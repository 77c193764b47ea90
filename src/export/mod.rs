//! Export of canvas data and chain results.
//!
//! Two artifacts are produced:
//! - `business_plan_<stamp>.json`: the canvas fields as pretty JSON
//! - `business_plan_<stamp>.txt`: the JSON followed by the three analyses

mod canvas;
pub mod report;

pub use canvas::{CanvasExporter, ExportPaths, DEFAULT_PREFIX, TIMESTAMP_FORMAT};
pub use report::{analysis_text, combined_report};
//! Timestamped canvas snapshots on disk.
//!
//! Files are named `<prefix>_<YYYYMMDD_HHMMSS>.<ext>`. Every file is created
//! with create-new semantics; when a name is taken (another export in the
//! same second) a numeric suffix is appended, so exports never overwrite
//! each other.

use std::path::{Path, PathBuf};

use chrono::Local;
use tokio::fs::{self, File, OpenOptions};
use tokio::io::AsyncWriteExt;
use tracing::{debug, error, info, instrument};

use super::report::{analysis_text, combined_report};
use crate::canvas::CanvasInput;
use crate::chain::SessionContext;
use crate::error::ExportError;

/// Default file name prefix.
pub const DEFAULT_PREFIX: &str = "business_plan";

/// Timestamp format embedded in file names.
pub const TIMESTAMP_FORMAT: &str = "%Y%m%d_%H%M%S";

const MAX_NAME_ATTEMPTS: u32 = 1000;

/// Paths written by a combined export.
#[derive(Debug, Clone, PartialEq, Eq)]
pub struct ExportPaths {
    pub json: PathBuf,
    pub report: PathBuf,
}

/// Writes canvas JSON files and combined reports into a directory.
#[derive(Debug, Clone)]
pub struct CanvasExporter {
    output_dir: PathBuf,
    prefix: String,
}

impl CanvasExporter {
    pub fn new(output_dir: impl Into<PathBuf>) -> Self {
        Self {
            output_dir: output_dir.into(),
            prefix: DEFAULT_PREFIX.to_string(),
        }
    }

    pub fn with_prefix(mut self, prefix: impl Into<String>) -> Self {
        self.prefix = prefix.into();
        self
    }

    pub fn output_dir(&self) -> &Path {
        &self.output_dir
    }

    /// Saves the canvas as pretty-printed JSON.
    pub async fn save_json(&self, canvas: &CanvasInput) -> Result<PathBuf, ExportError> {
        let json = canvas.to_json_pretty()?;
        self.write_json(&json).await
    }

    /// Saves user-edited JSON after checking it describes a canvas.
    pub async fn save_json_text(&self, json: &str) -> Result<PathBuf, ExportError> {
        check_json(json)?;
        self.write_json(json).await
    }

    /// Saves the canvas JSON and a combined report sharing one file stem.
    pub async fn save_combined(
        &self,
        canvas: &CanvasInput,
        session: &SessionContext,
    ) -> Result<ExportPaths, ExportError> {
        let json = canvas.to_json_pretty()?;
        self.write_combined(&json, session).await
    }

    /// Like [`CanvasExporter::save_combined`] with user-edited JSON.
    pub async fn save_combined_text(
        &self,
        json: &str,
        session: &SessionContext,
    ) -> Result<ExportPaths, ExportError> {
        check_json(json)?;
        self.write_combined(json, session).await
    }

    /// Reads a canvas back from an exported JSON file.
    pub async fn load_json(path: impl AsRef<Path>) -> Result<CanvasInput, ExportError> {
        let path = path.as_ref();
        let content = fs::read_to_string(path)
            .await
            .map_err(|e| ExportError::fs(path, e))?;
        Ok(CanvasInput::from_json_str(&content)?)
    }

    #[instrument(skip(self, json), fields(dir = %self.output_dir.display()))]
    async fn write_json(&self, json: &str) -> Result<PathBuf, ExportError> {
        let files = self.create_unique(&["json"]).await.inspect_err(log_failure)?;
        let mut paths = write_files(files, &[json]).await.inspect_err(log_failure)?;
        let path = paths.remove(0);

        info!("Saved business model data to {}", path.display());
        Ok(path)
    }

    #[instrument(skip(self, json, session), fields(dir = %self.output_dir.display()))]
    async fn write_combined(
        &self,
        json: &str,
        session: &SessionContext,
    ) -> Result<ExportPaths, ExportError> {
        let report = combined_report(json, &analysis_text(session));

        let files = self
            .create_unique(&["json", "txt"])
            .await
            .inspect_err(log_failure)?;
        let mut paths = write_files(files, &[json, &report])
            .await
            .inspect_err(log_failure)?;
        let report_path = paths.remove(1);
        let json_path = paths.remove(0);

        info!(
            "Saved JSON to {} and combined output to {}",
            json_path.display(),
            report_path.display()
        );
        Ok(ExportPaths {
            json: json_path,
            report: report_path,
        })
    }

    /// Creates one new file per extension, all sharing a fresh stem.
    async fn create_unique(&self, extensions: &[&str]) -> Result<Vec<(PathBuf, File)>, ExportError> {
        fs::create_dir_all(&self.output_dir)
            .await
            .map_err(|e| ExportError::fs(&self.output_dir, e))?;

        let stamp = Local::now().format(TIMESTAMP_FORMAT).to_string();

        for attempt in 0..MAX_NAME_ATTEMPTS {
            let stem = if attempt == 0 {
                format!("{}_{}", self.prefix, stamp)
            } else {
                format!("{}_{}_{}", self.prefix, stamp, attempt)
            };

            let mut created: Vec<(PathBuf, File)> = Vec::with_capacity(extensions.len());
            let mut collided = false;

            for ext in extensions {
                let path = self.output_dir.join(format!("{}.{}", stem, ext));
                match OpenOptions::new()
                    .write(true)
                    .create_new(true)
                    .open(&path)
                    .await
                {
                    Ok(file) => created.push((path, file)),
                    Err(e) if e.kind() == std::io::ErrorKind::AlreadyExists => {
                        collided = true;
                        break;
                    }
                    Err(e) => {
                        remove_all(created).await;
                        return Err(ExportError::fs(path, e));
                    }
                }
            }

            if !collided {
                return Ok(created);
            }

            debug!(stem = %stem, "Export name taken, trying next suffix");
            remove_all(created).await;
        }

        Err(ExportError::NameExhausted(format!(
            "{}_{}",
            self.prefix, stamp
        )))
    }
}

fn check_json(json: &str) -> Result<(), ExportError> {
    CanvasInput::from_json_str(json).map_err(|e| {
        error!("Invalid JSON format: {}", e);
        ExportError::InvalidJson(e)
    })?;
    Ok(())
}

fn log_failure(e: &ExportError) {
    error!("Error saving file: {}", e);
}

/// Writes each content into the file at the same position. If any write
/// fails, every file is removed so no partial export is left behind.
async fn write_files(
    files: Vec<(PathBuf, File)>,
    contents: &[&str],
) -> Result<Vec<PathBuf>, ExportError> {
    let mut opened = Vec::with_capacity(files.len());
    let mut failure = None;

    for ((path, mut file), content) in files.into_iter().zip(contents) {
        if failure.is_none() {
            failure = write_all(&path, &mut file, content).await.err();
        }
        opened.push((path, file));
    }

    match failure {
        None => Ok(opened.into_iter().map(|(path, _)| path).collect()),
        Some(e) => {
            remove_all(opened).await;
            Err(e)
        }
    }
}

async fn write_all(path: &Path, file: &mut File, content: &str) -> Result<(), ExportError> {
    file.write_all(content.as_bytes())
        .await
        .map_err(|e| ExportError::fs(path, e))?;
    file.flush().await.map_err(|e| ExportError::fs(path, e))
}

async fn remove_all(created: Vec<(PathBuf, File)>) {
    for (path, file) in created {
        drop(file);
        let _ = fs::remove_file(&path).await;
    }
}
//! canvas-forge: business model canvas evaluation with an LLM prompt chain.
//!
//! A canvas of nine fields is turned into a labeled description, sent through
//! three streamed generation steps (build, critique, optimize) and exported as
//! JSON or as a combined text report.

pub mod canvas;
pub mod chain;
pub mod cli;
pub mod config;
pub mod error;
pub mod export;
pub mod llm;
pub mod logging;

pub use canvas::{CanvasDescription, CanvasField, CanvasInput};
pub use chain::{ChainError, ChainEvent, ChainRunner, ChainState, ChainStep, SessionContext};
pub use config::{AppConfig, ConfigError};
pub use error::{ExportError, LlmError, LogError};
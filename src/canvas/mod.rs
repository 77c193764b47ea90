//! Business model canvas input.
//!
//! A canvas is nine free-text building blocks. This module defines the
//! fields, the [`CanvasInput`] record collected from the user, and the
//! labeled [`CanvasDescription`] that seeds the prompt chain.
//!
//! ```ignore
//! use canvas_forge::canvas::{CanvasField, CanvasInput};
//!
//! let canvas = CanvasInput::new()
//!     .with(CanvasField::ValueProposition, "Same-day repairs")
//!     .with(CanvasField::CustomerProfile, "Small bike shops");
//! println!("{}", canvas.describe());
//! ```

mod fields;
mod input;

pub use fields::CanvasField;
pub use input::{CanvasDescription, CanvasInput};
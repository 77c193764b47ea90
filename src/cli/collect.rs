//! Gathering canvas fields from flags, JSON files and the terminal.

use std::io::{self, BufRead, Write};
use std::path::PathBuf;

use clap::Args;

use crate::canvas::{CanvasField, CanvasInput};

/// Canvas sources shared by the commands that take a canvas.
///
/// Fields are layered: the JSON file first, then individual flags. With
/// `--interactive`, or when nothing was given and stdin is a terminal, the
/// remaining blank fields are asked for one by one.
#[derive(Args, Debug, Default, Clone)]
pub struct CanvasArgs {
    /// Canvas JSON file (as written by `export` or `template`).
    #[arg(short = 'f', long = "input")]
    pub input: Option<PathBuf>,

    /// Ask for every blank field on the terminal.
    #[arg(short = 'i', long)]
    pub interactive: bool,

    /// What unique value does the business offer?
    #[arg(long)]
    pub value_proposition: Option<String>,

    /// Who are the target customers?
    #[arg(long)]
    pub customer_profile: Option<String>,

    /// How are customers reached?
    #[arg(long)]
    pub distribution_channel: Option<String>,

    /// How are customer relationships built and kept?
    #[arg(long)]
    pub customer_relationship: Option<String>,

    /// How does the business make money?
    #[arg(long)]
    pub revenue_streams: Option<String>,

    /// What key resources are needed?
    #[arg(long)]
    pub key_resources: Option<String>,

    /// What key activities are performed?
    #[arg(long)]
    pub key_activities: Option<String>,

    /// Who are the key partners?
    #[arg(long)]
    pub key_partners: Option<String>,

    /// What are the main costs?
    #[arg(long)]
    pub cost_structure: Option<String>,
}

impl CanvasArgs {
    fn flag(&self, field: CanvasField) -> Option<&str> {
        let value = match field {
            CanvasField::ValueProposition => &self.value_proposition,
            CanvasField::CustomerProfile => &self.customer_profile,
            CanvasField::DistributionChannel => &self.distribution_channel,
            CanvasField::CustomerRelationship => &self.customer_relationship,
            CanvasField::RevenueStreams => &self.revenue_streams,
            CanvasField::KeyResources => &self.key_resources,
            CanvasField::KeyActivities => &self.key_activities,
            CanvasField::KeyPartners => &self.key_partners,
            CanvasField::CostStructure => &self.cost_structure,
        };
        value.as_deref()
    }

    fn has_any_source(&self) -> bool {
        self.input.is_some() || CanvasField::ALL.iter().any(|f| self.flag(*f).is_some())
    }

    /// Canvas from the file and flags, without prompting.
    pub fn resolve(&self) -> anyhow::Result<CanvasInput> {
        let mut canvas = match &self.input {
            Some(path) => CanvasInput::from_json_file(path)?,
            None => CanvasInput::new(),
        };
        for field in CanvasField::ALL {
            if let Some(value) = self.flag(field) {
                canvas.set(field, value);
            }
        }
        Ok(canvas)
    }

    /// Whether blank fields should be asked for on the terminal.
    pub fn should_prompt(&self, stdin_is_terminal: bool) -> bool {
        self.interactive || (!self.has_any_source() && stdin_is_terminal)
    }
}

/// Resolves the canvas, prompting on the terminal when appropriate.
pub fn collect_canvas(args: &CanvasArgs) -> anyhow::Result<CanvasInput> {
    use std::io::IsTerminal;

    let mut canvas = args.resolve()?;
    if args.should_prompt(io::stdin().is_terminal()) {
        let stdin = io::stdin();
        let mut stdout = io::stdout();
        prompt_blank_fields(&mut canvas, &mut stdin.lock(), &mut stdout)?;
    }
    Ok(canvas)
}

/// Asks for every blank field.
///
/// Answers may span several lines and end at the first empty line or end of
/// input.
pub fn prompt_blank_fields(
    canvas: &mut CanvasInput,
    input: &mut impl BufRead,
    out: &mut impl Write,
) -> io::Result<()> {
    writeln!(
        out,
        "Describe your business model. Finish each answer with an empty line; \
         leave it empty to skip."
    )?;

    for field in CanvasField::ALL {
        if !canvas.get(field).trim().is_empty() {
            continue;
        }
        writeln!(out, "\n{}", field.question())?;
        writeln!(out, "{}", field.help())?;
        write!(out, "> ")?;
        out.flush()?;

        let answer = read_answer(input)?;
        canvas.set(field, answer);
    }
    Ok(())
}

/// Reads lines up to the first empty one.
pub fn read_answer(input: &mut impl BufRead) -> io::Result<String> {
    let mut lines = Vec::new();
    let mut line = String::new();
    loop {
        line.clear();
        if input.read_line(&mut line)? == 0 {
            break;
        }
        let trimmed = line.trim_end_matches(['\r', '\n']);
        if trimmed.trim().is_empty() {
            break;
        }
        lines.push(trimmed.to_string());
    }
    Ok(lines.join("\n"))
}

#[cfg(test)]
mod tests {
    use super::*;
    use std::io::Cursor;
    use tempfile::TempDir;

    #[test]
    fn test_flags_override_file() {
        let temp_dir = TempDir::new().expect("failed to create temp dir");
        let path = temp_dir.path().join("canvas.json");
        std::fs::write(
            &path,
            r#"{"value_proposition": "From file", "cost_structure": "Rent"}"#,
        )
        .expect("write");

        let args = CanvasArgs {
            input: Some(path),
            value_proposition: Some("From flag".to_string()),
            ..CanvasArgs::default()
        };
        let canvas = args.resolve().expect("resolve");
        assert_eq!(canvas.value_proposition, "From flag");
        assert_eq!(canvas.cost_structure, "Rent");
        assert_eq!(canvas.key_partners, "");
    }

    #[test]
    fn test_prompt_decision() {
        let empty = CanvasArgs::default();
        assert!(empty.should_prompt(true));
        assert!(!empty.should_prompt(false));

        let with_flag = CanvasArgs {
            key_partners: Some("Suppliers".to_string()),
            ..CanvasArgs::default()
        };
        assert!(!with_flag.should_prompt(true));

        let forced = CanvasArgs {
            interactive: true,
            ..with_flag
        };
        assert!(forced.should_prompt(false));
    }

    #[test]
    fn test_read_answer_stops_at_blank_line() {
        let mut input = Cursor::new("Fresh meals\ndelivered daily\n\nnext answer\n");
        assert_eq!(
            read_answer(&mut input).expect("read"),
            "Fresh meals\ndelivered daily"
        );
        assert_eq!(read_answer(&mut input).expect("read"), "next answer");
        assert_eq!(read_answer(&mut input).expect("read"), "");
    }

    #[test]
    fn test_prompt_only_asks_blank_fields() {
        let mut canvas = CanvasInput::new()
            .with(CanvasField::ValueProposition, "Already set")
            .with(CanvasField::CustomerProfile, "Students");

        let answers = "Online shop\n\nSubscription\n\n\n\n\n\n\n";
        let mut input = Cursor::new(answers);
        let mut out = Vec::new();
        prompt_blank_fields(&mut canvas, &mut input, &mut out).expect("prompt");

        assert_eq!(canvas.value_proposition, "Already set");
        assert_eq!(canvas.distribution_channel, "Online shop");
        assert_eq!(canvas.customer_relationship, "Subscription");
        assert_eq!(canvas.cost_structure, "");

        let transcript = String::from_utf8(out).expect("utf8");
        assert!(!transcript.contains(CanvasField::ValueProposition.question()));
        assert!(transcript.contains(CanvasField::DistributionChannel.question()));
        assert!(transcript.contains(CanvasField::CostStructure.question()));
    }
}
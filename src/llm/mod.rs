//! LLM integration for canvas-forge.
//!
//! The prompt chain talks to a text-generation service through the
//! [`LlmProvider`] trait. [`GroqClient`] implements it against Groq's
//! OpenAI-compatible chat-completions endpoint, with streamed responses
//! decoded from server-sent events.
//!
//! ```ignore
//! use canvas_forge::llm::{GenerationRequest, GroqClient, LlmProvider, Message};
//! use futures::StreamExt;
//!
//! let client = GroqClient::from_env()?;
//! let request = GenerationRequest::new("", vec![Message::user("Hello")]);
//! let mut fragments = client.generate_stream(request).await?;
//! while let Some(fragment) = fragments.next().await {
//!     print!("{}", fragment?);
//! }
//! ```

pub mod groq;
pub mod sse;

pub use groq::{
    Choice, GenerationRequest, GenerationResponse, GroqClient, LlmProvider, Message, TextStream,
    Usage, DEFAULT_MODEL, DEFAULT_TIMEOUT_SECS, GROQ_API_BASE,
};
──────
EXERCISE GOAL. Show all lines in the preceding material that have "three" in them.

THE ANSWER.
//! - `business_plan_<stamp>.txt`: the JSON followed by the three analyses
//! three streamed generation steps (build, critique, optimize) and exported as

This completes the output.